__WHAT IS NEEDED__. The records below are to be reproduced word for word.

==== EXERCISE DATA

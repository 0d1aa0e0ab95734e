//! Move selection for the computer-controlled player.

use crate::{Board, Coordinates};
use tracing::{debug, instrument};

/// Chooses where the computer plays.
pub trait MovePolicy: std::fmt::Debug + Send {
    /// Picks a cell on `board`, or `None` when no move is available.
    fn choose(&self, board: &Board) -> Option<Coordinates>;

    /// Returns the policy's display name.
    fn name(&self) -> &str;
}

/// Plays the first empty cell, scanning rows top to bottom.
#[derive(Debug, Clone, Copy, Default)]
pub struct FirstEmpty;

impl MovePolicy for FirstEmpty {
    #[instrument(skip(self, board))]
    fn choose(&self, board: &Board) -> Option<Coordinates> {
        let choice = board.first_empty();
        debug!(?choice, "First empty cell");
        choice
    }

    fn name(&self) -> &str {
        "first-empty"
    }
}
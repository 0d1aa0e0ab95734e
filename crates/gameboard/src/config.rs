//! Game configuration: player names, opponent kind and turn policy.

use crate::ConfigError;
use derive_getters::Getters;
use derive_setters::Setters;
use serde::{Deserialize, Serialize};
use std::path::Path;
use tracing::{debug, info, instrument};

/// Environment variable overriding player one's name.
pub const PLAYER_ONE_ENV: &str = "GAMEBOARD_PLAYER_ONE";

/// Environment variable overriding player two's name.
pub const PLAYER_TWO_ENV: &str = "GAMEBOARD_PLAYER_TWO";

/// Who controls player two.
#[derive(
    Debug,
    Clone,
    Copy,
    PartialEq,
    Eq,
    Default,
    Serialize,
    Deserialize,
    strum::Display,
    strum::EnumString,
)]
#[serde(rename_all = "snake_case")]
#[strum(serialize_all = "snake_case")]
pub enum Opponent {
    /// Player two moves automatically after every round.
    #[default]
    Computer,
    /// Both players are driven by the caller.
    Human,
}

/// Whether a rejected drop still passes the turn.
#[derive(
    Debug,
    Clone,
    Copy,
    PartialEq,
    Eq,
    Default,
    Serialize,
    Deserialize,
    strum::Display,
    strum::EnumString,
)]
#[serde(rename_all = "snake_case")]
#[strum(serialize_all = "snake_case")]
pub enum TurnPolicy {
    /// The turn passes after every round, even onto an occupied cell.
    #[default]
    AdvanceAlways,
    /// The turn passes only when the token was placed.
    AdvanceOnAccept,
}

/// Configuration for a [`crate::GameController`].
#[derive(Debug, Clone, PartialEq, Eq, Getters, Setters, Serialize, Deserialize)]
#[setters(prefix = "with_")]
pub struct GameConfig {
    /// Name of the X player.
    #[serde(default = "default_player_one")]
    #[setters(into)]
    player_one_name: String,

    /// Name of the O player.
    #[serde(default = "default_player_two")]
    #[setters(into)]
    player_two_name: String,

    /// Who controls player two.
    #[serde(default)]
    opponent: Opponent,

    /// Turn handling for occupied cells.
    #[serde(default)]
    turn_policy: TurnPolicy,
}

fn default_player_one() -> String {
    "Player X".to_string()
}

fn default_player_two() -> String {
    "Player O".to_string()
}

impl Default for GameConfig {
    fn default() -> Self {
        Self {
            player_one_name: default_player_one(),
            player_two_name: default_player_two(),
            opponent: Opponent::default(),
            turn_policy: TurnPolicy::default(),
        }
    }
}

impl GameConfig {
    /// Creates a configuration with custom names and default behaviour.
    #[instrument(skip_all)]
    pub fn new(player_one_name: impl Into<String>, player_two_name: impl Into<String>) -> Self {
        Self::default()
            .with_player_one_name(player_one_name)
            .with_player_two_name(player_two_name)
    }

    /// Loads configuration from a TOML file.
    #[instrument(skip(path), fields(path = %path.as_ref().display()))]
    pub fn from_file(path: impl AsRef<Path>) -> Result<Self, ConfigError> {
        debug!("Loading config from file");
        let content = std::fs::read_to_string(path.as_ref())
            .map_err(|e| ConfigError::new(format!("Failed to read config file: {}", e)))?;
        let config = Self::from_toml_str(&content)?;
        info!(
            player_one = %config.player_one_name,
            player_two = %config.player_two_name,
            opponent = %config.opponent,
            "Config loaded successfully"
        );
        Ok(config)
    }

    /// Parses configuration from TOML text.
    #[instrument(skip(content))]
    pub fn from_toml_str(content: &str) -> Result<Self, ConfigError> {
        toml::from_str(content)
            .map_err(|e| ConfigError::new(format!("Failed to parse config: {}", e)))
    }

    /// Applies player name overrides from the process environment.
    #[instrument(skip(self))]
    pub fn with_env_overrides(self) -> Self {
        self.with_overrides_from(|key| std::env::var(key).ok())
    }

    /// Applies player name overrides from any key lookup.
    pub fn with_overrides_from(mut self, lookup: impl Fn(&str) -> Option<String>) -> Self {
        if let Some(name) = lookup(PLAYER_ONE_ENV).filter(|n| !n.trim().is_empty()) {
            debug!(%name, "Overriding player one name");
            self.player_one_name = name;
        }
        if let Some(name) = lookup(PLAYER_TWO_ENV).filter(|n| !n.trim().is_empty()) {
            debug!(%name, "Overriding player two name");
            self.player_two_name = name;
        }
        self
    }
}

========

__FINISHED TASK__.
repository 0d1aa0e0ab95734e
//! Move selection for the computer-controlled player.

use crate::{Board, Coordinates};
use tracing::{debug, instrument};

/// Chooses where the computer plays.
pub trait MovePolicy: std::fmt::Debug + Send {
    /// Picks a cell on `board`, or `None` when no move is available.
    fn choose(&self, board: &Board) -> Option<Coordinates>;

    /// Returns the policy's display name.
    fn name(&self) -> &str;
}

/// Plays the first empty cell, scanning rows top to bottom.
#[derive(Debug, Clone, Copy, Default)]
pub struct FirstEmpty;

impl MovePolicy for FirstEmpty {
    #[instrument(skip(self, board))]
    fn choose(&self, board: &Board) -> Option<Coordinates> {
        let choice = board.first_empty();
        debug!(?choice, "First empty cell");
        choice
    }

    fn name(&self) -> &str {
        "first-empty"
    }
}
repository 0d1aa0e0ab95734e
filename crates/gameboard/src/config.rs
//! Game configuration: player names, opponent kind and turn policy.

use crate::ConfigError;
use derive_getters::Getters;
use derive_setters::Setters;
use serde::{Deserialize, Serialize};
use std::path::Path;
use tracing::{debug, info, instrument};

/// Environment variable overriding player one's name.
pub const PLAYER_ONE_ENV: &str = "GAMEBOARD_PLAYER_ONE";

/// Environment variable overriding player two's name.
pub const PLAYER_TWO_ENV: &str = "GAMEBOARD_PLAYER_TWO";

/// Who controls player two.
#[derive(
    Debug,
    Clone,
    Copy,
    PartialEq,
    Eq,
    Default,
    Serialize,
    Deserialize,
    strum::Display,
    strum::EnumString,
)]
#[serde(rename_all = "snake_case")]
#[strum(serialize_all = "snake_case")]
pub enum Opponent {
    /// Player two moves automatically after every round.
    #[default]
    Computer,
    /// Both players are driven by the caller.
    Human,
}

/// Whether a rejected drop still passes the turn.
#[derive(
    Debug,
    Clone,
    Copy,
    PartialEq,
    Eq,
    Default,
    Serialize,
    Deserialize,
    strum::Display,
    strum::EnumString,
)]
#[serde(rename_all = "snake_case")]
#[strum(serialize_all = "snake_case")]
pub enum TurnPolicy {
    /// The turn passes after every round, even onto an occupied cell.
    #[default]
    AdvanceAlways,
    /// The turn passes only when the token was placed.
    AdvanceOnAccept,
}

/// Configuration for a [`crate::GameController`].
#[derive(Debug, Clone, PartialEq, Eq, Getters, Setters, Serialize, Deserialize)]
#[setters(prefix = "with_")]
pub struct GameConfig {
    /// Name of the X player.
    #[serde(default = "default_player_one")]
    #[setters(into)]
    player_one_name: String,

    /// Name of the O player.
    #[serde(default = "default_player_two")]
    #[setters(into)]
    player_two_name: String,

    /// Who controls player two.
    #[serde(default)]
    opponent: Opponent,

    /// Turn handling for occupied cells.
    #[serde(default)]
    turn_policy: TurnPolicy,
}

fn default_player_one() -> String {
    "Player X".to_string()
}

fn default_player_two() -> String {
    "Player O".to_string()
}

impl Default for GameConfig {
    fn default() -> Self {
        Self {
            player_one_name: default_player_one(),
            player_two_name: default_player_two(),
            opponent: Opponent::default(),
            turn_policy: TurnPolicy::default(),
        }
    }
}

impl GameConfig {
    /// Creates a configuration with custom names and default behaviour.
    #[instrument(skip_all)]
    pub fn new(player_one_name: impl Into<String>, player_two_name: impl Into<String>) -> Self {
        Self::default()
            .with_player_one_name(player_one_name)
            .with_player_two_name(player_two_name)
    }

    /// Loads configuration from a TOML file.
    #[instrument(skip(path), fields(path = %path.as_ref().display()))]
    pub fn from_file(path: impl AsRef<Path>) -> Result<Self, ConfigError> {
        debug!("Loading config from file");
        let content = std::fs::read_to_string(path.as_ref())
            .map_err(|e| ConfigError::new(format!("Failed to read config file: {}", e)))?;
        let config = Self::from_toml_str(&content)?;
        info!(
            player_one = %config.player_one_name,
            player_two = %config.player_two_name,
            opponent = %config.opponent,
            "Config loaded successfully"
        );
        Ok(config)
    }

    /// Parses configuration from TOML text.
    #[instrument(skip(content))]
    pub fn from_toml_str(content: &str) -> Result<Self, ConfigError> {
        toml::from_str(content)
            .map_err(|e| ConfigError::new(format!("Failed to parse config: {}", e)))
    }

    /// Applies player name overrides from the process environment.
    #[instrument(skip(self))]
    pub fn with_env_overrides(self) -> Self {
        self.with_overrides_from(|key| std::env::var(key).ok())
    }

    /// Applies player name overrides from any key lookup.
    pub fn with_overrides_from(mut self, lookup: impl Fn(&str) -> Option<String>) -> Self {
        if let Some(name) = lookup(PLAYER_ONE_ENV).filter(|n| !n.trim().is_empty()) {
            debug!(%name, "Overriding player one name");
            self.player_one_name = name;
        }
        if let Some(name) = lookup(PLAYER_TWO_ENV).filter(|n| !n.trim().is_empty()) {
            debug!(%name, "Overriding player two name");
            self.player_two_name = name;
        }
        self
    }
}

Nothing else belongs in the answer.